Source records:
use anyhow::Result;
use tokio::signal;

/// Wait for termination signals (Ctrl+C / SIGINT, SIGTERM).
pub async fn wait_for_shutdown() -> Result<()> {
    let ctrl_c = async {
        if let Err(e) = signal::ctrl_c().await {
            tracing::error!(%e, "Failed to install Ctrl+C handler");
            return Err(e);
        }
        Ok(())
    };

    #[cfg(unix)]
    let terminate = async {
        match signal::unix::signal(signal::unix::SignalKind::terminate()) {
            Ok(mut handler) => {
                handler.recv().await;
                Ok(())
            }
            Err(e) => {
                tracing::error!(%e, "Failed to install SIGTERM handler");
                Err(e)
            }
        }
    };

    #[cfg(not(unix))]
    let terminate = async { Ok::<(), std::io::Error>(()) };

    tokio::select! {
        result = ctrl_c => {
            result.map(|_| tracing::info!("Received Ctrl+C signal"))?;
        },
        result = terminate => {
            result.map(|_| tracing::info!("Received SIGTERM signal"))?;
        },
    }

    tracing::info!("Shutdown signal received, initiating graceful shutdown");
    Ok(())
}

Directions:
Each line of the listing that contains the word "async" must be copied.

Answer box:
pub async fn wait_for_shutdown() -> Result<()> {
    let ctrl_c = async {
    let terminate = async {
    let terminate = async { Ok::<(), std::io::Error>(()) };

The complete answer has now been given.